Lidia agarró del brazo a Cortés, visiblemente enojado. En ese momento, Palacios comentó que los periodistas que trabajaban en medios de comunicación periodísticos y los que se dedicaban a la Comunicación pura y dura se distribuían en unos porcentajes cada vez más similares.
—¿No ves? Ambos periodistas —le comentó el señor con un deje de triunfo en la voz.
Tras la exposición de los datos referentes al estudio de Palacios, la maestra de ceremonias indicó que tocaba homenajear a una periodista que se jubilaba: Eva Fallarás.
Cortés aplaudió con ganas. Fallarás había sido su mentora, y siempre le decía, bromeando que, si ella hubiera sido más joven, lo hubiera intentado «cazar».
Admiró su melena pelirroja y apreció, aun en la lejanía, el brillo inteligente de sus ojos azules. Pese a su edad todavía mantenía un gran atractivo; y, además, nunca había tenido pelos en la lengua. La periodista comenzó agradeciendo el reconocimiento que le dispensaban y recordando las palabras que había pronunciado, hacía más de un siglo, John Swinton, entonces preeminente periodista de Nueva York.
—Era el invitado de honor de un banquete celebrado por los líderes de su profesión —refirió Fallarás—. Alguien a quien no conocían ni la prensa del momento ni el propio periodista homenajeado, que propuso un brindis «por la prensa independiente». Permitidme citar de forma literal la respuesta de John Swinton, que no tiene desperdicio —comentó la veterana periodista—: «No existe lo que se llama “prensa independiente”, a menos que se trate de un periódico de una pequeña villa rural. Vosotros lo sabéis y yo lo sé. No hay ni uno solo entre vosotros que ose expresar por escrito su más sincera opinión, pero si lo hiciera, sabéis perfectamente que vuestro escrito no sería publicado nunca. Me pagan ciento cincuenta dólares semanales para que no publique mi honrada opinión en el periódico en el cual he trabajado tantos años. Muchos, entre vosotros, reciben salarios parecidos por un trabajo similar, y si uno cualquiera de vosotros estuviera lo suficientemente chiflado para escribir su honrada opinión, se encontraría en medio de la calle buscando un empleo cualquiera, exceptuando el de periodista.
El trabajo de periodista en New York consiste en destruir la verdad, mentir claramente, pervertir, envilecer, arrojarse a los pies de Mammón, vender su propia raza y su patria para asegurarse el pan cotidiano.
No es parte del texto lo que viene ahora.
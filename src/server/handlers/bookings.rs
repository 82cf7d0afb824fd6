use axum::extract::{Extension, Json, Path};
use uuid::Uuid;

use crate::api::{BookingRequest, CheckoutRedirect};
use crate::auth::User;
use crate::entities::Booking;
use crate::error::Error;
use crate::server::DynAPI;

pub async fn create(
    Extension(api): Extension<DynAPI>,
    Extension(user): Extension<User>,
    Json(request): Json<BookingRequest>,
) -> Result<Json<Booking>, Error> {
    let booking = api.create_booking(user, request).await?;

    Ok(booking.into())
}

pub async fn find(
    Extension(api): Extension<DynAPI>,
    Extension(user): Extension<User>,
    Path(id): Path<Uuid>,
) -> Result<Json<Booking>, Error> {
    let booking = api.find_booking(user, id).await?;

    Ok(booking.into())
}

pub async fn active(
    Extension(api): Extension<DynAPI>,
    Extension(user): Extension<User>,
) -> Result<Json<Option<Booking>>, Error> {
    let booking = api.active_booking(user).await?;

    Ok(booking.into())
}

pub async fn history(
    Extension(api): Extension<DynAPI>,
    Extension(user): Extension<User>,
) -> Result<Json<Vec<Booking>>, Error> {
    let bookings = api.booking_history(user).await?;

    Ok(bookings.into())
}

pub async fn cancel(
    Extension(api): Extension<DynAPI>,
    Extension(user): Extension<User>,
    Path(id): Path<Uuid>,
) -> Result<Json<Booking>, Error> {
    let booking = api.cancel_booking(user, id).await?;

    Ok(booking.into())
}

pub async fn continue_payment(
    Extension(api): Extension<DynAPI>,
    Extension(user): Extension<User>,
    Path(id): Path<Uuid>,
) -> Result<Json<CheckoutRedirect>, Error> {
    let redirect = api.continue_payment(user, id).await?;

    Ok(redirect.into())
}
#[derive(Clone, Copy, Debug, PartialEq, Eq, Serialize, Deserialize)]
pub enum Status {
    Pending,
    Approved,
    AwaitingFinalPayment,
    Completed,
    Cancelled,
}

impl Status {
    pub fn name(&self) -> String {
        match self {
            Self::Pending => "Pending".into(),
            Self::Approved => "Approved".into(),
            Self::AwaitingFinalPayment => "AwaitingFinalPayment".into(),
            Self::Completed => "Completed".into(),
            Self::Cancelled => "Cancelled".into(),
        }
    }

    pub fn is_terminal(&self) -> bool {
        matches!(self, Self::Completed | Self::Cancelled)
    }
}

impl PolarClass for Status {
    fn get_polar_class_builder() -> oso::ClassBuilder<Status> {
        oso::Class::builder()
            .name("BookingStatus")
            .add_attribute_getter("name", |recv: &Status| recv.name())
    }

    fn get_polar_class() -> oso::Class {
        let builder = Status::get_polar_class_builder();
        builder.build()
    }
}

/// Whether a payment event changed anything. Providers redeliver events, so
/// a replay has to be told apart from a first delivery.
#[derive(Clone, Copy, Debug, PartialEq, Eq)]
pub enum WebhookOutcome {
    Applied,
    AlreadyApplied,
}

#[derive(Clone, Debug, Serialize, Deserialize, PolarClass)]
pub struct Booking {
    #[polar(attribute)]
    pub id: Uuid,
    #[polar(attribute)]
    pub customer_id: Uuid,
    #[polar(attribute)]
    pub status: Status,
    pub service: ServiceType,
    pub vehicle: VehicleClass,
    pub pickup: Location,
    pub dropoff: Location,
    pub scheduled_at: DateTime<Utc>,
    pub event: Option<EventDetails>,
    pub add_ons: Vec<AddOn>,
    pub total_price: f64,
    pub deposit_amount: f64,
    pub deposit_paid: bool,
    pub final_paid: bool,
    pub checkout_session_id: Option<String>,
    pub checkout_url: Option<String>,
    pub final_payment_url: Option<String>,
    pub payment_reference: Option<String>,
    pub completed_at: Option<DateTime<Utc>>,
    pub created_at: DateTime<Utc>,
    pub updated_at: DateTime<Utc>,
}

impl Booking {
    pub fn new(
        customer_id: Uuid,
        service: ServiceType,
        vehicle: VehicleClass,
        pickup: Location,
        dropoff: Location,
        scheduled_at: DateTime<Utc>,
        event: Option<EventDetails>,
        add_ons: Vec<AddOn>,
        quote: &Quote,
    ) -> Self {
        let event = match (event, service) {
            (Some(details), _) => Some(details),
            (None, ServiceType::WeddingShuttle) => Some(EventDetails::wedding_default()),
            (None, _) => None,
        };

        let now = Utc::now();

        Self {
            id: Uuid::new_v4(),
            customer_id,
            status: Status::Pending,
            service,
            vehicle,
            pickup,
            dropoff,
            scheduled_at,
            event,
            add_ons,
            total_price: quote.total_price,
            deposit_amount: quote.deposit_amount,
            deposit_paid: false,
            final_paid: false,
            checkout_session_id: None,
            checkout_url: None,
            final_payment_url: None,
            payment_reference: None,
            completed_at: None,
            created_at: now,
            updated_at: now,
        }
    }

    pub fn remaining_balance(&self) -> f64 {
        self.total_price - self.deposit_amount
    }

    pub fn attach_checkout(&mut self, session_id: &str, url: &str) {
        self.checkout_session_id = Some(session_id.into());
        self.checkout_url = Some(url.into());
        self.touch();
    }

    #[tracing::instrument]
    pub fn cancel(&mut self) -> Result<(), Error> {
        match self.status {
            Status::Pending => {
                self.status = Status::Cancelled;
                self.touch();
                Ok(())
            }
            _ => Err(invalid_state_error(format!(
                "a {} booking cannot be cancelled",
                self.status.name()
            ))),
        }
    }

    /// Deposit confirmation from the payment provider. Replays are
    /// acknowledged without another transition.
    #[tracing::instrument]
    pub fn apply_deposit_paid(
        &mut self,
        payment_reference: Option<&str>,
    ) -> Result<WebhookOutcome, Error> {
        if self.deposit_paid {
            return Ok(WebhookOutcome::AlreadyApplied);
        }

        match self.status {
            Status::Pending | Status::Approved => {
                self.status = Status::Approved;
                self.deposit_paid = true;
                if let Some(reference) = payment_reference {
                    self.payment_reference = Some(reference.into());
                }
                self.touch();
                Ok(WebhookOutcome::Applied)
            }
            _ => Err(invalid_state_error(format!(
                "deposit payment arrived for a {} booking",
                self.status.name()
            ))),
        }
    }

    /// Admin action that opens the balance payment. Only approved bookings
    /// with money still owing qualify.
    #[tracing::instrument]
    pub fn request_final_payment(&mut self, session_id: &str, url: &str) -> Result<(), Error> {
        match self.status {
            Status::Approved => {
                self.status = Status::AwaitingFinalPayment;
                self.final_payment_url = Some(url.into());
                self.checkout_session_id = Some(session_id.into());
                self.touch();
                Ok(())
            }
            _ => Err(invalid_state_error(format!(
                "final payment cannot be requested for a {} booking",
                self.status.name()
            ))),
        }
    }

    /// Balance confirmation from the payment provider. Accepted from
    /// `Approved` as well, in case the confirmation outruns the admin flow.
    #[tracing::instrument]
    pub fn apply_final_paid(
        &mut self,
        payment_reference: Option<&str>,
    ) -> Result<WebhookOutcome, Error> {
        if self.final_paid || self.status == Status::Completed {
            return Ok(WebhookOutcome::AlreadyApplied);
        }

        match self.status {
            Status::Approved | Status::AwaitingFinalPayment => {
                self.status = Status::Completed;
                self.final_paid = true;
                self.completed_at = Some(Utc::now());
                if let Some(reference) = payment_reference {
                    self.payment_reference = Some(reference.into());
                }
                self.touch();
                Ok(WebhookOutcome::Applied)
            }
            _ => Err(invalid_state_error(format!(
                "final payment arrived for a {} booking",
                self.status.name()
            ))),
        }
    }

    fn touch(&mut self) {
        self.updated_at = Utc::now();
    }
}
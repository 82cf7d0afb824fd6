pub mod admin;
pub mod bookings;
pub mod payments;
pub mod quotes;

use axum::extract::Json;
use serde_json::{json, Value};

pub async fn health() -> Json<Value> {
    Json(json!({ "status": "ok" }))
}
use std::fmt;

use serde::{Deserialize, Serialize};

#[derive(Clone, Copy, Debug, PartialEq, Eq, Hash, Serialize, Deserialize)]
#[serde(rename_all = "SCREAMING_SNAKE_CASE")]
pub enum VehicleClass {
    LuxurySuv,
    TransitVan,
}

impl VehicleClass {
    pub const ALL: [VehicleClass; 2] = [VehicleClass::LuxurySuv, VehicleClass::TransitVan];

    /// Canonical token stored in the database and used as the fleet row key.
    pub fn as_str(&self) -> &'static str {
        match self {
            Self::LuxurySuv => "LUXURY_SUV",
            Self::TransitVan => "TRANSIT_VAN",
        }
    }

    /// Customer-facing name, also used in checkout line items.
    pub fn label(&self) -> &'static str {
        match self {
            Self::LuxurySuv => "Luxury SUV (5 Passengers)",
            Self::TransitVan => "Transit Van (14 Passengers)",
        }
    }
}

impl fmt::Display for VehicleClass {
    fn fmt(&self, f: &mut fmt::Formatter<'_>) -> fmt::Result {
        f.write_str(self.label())
    }
}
Vosotros lo sabéis, y yo lo sé; así pues... ¿A qué viene esa locura de brindar a la salud de una “prensa independiente”? Somos las herramientas y los lacayos de unos hombres extraordinariamente ricos que permanecen entre bastidores. Somos marionetas, somos sus títeres; ellos tiran de los hilos y nosotros bailamos al son que ellos quieren. Nuestros talentos, nuestras posibilidades y nuestras vidas son propiedad de otros hombres.